## Goal of the exercise
Taking the first line of the listing as the start and the line containing "use crate::errors::AppError;" as the end, reproduce everything in between exactly, both ends included.

==*==

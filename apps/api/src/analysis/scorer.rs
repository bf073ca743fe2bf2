//! Similarity Scoring — pluggable scorer comparing a cleaned résumé with a
//! cleaned job description.
//!
//! `AppState` holds an `Arc<dyn SimilarityScorer>`; `TfidfCosineScorer` is the
//! default backend.

use tracing::debug;

use crate::analysis::tfidf::{cosine_similarity, TfidfMatrix};
use crate::errors::AppError;

/// Implement this to swap scoring backends without touching the pipeline or
/// handlers. Scores are percentages in `[0, 100]` with two decimals.
pub trait SimilarityScorer: Send + Sync {
    fn score(&self, resume_clean: &str, job_clean: &str) -> Result<f64, AppError>;

    /// Short backend label for logs.
    fn name(&self) -> &str;
}

/// Fits a fresh TF-IDF model on the two-document corpus `[resume, job]` for
/// every call, so scores from different requests are not on a shared scale.
pub struct TfidfCosineScorer;

impl SimilarityScorer for TfidfCosineScorer {
    fn score(&self, resume_clean: &str, job_clean: &str) -> Result<f64, AppError> {
        let matrix = TfidfMatrix::fit_transform(&[resume_clean, job_clean]);
        let similarity = cosine_similarity(&matrix.rows[0], &matrix.rows[1]);
        debug!(terms = matrix.vocabulary.len(), similarity, "Fitted two-document TF-IDF");

        if !similarity.is_finite() {
            return Err(AppError::Scoring(format!(
                "similarity is not a finite number ({similarity})"
            )));
        }

        Ok(to_percentage(similarity))
    }

    fn name(&self) -> &str {
        "tfidf-cosine"
    }
}

/// Scales a `[0, 1]` similarity to a percentage rounded to two decimals.
pub fn to_percentage(similarity: f64) -> f64 {
    round_two_decimals(similarity.clamp(0.0, 1.0) * 100.0)
}

/// Half-way cases round to even, as Python's `round(x, 2)` does.
fn round_two_decimals(value: f64) -> f64 {
    (value * 100.0).round_ties_even() / 100.0
}

#[cfg(test)]
mod tests {
    use super::*;

    fn score(a: &str, b: &str) -> f64 {
        TfidfCosineScorer.score(a, b).unwrap()
    }

    #[test]
    fn test_identical_documents_score_100() {
        assert_eq!(score("python flask backend", "python flask backend"), 100.0);
        assert_eq!(score("rust rust tokio", "rust rust tokio"), 100.0);
    }

    #[test]
    fn test_disjoint_vocabulary_scores_0() {
        assert_eq!(score("python flask", "welding forklift"), 0.0);
    }

    #[test]
    fn test_empty_inputs_score_0() {
        assert_eq!(score("", ""), 0.0);
        assert_eq!(score("python", ""), 0.0);
        assert_eq!(score("", "python"), 0.0);
    }

    #[test]
    fn test_single_char_tokens_do_not_count() {
        assert_eq!(score("a b c", "a b c"), 0.0);
    }

    #[test]
    fn test_partial_overlap_is_between_bounds() {
        let s = score("python flask rest api", "python backend engineer flask");
        assert!(s > 0.0 && s < 100.0, "score was {s}");
    }

    #[test]
    fn test_known_value_for_two_shared_terms() {
        // shared terms weigh 1, unique terms weigh ln(1.5) + 1
        let u = 1.5f64.ln() + 1.0;
        let expected = 2.0 / ((2.0 + 2.0 * u * u).sqrt() * (2.0 + 2.0 * u * u).sqrt());
        let s = score("python flask rest api", "python flask go kafka");
        assert_eq!(s, to_percentage(expected));
    }

    #[test]
    fn test_score_is_symmetric() {
        let a = "python flask rest api developer";
        let b = "python backend engineer flask experience";
        assert_eq!(score(a, b), score(b, a));
    }

    #[test]
    fn test_more_overlap_scores_higher() {
        let job = "python flask backend engineer";
        assert!(score("python flask backend", job) > score("python welding forklift", job));
    }

    #[test]
    fn test_to_percentage_rounds_and_clamps() {
        assert_eq!(to_percentage(0.123456), 12.35);
        assert_eq!(to_percentage(1.0000000002), 100.0);
        assert_eq!(to_percentage(-0.1), 0.0);
    }

    #[test]
    fn test_exact_halves_round_to_even() {
        assert_eq!(round_two_decimals(0.125), 0.12);
        assert_eq!(round_two_decimals(0.375), 0.38);
        assert_eq!(round_two_decimals(12.5), 12.5);
    }

    #[test]
    fn test_backend_label() {
        assert_eq!(TfidfCosineScorer.name(), "tfidf-cosine");
    }
}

==*==

## Solution to this exercise
filename apps/api/src/analysis/scorer.rs
repository bf073ca743fe2bf2
//! Similarity Scoring — pluggable scorer comparing a cleaned résumé with a
//! cleaned job description.
//!
//! `AppState` holds an `Arc<dyn SimilarityScorer>`; `TfidfCosineScorer` is the
//! default backend.

use tracing::debug;

use crate::analysis::tfidf::{cosine_similarity, TfidfMatrix};
use crate::errors::AppError;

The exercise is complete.